Collection entries:
⁂

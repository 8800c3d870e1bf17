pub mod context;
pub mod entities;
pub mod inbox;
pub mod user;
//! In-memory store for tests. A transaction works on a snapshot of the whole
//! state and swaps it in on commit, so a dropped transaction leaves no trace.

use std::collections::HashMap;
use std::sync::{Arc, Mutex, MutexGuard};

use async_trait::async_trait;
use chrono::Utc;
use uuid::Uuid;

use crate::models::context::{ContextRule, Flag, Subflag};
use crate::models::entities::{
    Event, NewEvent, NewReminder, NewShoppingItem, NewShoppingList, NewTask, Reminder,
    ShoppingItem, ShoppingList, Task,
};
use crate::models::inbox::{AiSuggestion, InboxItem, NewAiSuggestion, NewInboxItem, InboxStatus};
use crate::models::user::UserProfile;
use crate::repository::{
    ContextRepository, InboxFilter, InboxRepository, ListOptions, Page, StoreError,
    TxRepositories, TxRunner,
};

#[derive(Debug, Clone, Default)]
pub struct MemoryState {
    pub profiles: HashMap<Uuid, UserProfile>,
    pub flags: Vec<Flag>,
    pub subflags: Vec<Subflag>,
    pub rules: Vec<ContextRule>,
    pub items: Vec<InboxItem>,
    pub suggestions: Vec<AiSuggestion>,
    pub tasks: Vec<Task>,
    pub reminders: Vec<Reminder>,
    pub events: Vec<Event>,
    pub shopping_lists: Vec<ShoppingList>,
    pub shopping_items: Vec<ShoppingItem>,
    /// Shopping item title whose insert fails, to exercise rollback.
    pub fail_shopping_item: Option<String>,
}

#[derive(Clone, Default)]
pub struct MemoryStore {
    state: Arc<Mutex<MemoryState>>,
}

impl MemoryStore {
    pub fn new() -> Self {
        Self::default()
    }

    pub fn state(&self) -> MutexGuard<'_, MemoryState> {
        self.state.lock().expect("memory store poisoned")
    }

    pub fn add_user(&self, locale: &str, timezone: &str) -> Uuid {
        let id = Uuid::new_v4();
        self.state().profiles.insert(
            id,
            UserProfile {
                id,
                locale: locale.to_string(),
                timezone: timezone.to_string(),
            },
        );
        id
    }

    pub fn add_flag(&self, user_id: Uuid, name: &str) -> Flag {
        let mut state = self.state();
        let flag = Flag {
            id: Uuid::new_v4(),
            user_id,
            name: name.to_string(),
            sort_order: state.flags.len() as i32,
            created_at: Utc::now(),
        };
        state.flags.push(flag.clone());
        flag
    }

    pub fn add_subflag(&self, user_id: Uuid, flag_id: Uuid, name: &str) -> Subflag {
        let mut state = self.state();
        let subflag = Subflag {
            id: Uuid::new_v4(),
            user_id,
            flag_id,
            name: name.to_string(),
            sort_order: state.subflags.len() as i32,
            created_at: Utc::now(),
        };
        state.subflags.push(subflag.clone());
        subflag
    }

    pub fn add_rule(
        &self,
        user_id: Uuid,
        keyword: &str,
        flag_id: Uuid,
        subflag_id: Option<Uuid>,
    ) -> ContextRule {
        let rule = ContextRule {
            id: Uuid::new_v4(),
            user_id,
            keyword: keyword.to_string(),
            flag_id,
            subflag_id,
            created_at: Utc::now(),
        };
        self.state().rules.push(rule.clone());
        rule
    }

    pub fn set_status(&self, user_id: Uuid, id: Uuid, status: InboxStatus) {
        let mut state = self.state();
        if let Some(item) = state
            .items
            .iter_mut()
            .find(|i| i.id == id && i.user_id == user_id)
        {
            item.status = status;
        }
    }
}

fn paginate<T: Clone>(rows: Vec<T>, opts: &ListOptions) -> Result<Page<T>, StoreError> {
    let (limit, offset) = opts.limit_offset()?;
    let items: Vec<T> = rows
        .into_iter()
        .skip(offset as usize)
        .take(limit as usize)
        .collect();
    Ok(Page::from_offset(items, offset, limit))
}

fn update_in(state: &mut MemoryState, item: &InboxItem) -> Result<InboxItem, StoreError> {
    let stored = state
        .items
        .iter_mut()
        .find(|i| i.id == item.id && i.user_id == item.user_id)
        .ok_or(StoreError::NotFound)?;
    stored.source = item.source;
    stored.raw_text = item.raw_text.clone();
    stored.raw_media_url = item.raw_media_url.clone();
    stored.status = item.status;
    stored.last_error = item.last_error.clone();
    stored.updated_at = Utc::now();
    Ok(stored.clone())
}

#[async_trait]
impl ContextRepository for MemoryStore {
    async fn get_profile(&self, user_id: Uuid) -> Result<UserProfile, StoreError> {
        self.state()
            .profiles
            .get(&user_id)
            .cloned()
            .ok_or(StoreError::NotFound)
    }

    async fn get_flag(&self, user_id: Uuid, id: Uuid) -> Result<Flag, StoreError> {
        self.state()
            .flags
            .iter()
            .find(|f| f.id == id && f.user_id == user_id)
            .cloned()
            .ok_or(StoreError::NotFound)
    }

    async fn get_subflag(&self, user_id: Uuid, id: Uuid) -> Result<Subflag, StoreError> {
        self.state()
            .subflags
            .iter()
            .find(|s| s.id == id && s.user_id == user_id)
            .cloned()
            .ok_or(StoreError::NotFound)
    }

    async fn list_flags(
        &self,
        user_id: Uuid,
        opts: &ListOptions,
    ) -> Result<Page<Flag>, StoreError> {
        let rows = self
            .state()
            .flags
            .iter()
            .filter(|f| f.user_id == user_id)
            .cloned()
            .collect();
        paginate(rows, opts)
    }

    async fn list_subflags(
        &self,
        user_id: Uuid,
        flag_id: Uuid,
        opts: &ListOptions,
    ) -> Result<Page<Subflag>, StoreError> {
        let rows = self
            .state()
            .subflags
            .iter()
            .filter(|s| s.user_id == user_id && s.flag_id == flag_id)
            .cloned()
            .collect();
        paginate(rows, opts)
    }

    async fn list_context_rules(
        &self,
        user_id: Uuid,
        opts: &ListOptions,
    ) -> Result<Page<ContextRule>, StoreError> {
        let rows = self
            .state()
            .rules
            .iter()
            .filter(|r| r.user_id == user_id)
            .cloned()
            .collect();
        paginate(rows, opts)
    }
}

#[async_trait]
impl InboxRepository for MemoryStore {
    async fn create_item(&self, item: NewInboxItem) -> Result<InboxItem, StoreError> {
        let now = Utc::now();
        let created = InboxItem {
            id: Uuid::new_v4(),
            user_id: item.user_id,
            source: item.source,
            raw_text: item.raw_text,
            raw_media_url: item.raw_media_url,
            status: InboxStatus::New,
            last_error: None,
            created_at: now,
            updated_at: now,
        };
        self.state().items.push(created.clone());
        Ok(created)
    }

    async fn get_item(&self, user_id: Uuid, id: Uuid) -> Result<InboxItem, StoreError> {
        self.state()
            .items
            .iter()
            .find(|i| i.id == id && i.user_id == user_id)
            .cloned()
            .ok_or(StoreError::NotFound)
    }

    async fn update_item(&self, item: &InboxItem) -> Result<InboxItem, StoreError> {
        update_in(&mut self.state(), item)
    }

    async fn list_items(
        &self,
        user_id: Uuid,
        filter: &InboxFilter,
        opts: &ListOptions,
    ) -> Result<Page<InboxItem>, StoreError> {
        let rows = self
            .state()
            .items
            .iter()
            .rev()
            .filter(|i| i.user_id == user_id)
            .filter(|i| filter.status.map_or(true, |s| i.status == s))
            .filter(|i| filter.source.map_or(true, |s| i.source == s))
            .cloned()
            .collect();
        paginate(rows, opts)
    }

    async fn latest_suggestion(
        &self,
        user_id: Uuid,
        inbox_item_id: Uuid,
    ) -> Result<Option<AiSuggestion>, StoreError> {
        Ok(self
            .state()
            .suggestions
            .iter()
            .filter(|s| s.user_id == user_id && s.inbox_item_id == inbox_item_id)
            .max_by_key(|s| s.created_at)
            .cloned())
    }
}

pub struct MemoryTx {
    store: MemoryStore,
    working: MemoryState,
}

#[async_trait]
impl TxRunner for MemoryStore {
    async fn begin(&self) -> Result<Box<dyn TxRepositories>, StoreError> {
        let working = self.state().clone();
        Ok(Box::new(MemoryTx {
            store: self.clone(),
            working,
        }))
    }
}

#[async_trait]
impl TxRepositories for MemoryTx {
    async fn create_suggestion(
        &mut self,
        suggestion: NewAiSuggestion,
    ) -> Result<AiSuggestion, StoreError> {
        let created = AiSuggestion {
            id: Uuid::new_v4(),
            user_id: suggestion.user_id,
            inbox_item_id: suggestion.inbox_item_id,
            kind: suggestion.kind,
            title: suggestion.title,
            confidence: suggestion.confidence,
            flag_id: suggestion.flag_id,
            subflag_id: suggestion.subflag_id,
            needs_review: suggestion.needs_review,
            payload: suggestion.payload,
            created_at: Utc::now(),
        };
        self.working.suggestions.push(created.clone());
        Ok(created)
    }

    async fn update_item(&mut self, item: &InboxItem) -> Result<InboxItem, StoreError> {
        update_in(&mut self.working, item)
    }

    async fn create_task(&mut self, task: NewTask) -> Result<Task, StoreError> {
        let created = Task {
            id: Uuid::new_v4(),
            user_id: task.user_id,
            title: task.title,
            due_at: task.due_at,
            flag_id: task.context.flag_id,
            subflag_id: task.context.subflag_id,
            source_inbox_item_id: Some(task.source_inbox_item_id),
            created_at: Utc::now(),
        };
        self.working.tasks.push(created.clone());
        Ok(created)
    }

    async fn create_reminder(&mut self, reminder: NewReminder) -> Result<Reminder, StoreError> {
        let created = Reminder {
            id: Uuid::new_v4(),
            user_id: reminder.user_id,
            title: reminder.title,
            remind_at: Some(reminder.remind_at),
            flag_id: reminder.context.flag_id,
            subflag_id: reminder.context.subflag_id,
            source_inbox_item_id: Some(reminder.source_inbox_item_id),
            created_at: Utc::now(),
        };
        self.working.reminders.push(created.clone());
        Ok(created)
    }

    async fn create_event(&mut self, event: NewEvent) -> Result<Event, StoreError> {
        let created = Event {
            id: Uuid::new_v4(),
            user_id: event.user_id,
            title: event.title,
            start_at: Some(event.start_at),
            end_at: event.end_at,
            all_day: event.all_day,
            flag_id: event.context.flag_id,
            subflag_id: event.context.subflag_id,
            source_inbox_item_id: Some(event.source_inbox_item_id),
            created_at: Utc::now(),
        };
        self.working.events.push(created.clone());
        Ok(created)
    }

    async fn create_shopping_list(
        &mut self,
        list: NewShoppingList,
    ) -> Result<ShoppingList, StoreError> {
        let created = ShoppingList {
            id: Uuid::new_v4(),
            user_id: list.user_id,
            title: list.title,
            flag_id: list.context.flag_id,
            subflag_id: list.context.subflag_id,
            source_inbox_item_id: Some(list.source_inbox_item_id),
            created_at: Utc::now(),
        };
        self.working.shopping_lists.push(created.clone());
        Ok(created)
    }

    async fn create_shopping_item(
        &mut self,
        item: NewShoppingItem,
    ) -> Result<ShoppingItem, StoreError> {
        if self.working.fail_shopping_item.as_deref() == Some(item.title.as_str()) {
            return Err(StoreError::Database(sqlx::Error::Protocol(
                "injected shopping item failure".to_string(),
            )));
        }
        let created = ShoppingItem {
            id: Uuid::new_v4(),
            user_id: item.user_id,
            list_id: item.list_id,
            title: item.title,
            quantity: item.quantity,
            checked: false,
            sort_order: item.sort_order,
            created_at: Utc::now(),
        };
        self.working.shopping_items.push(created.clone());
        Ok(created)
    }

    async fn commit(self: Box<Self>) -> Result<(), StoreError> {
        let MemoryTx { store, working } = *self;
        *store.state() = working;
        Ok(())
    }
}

⁂

--- About this exercise ---
In the entries above, how many lines hold the word "true"? Answer with the number only.

--- Result of this task ---
2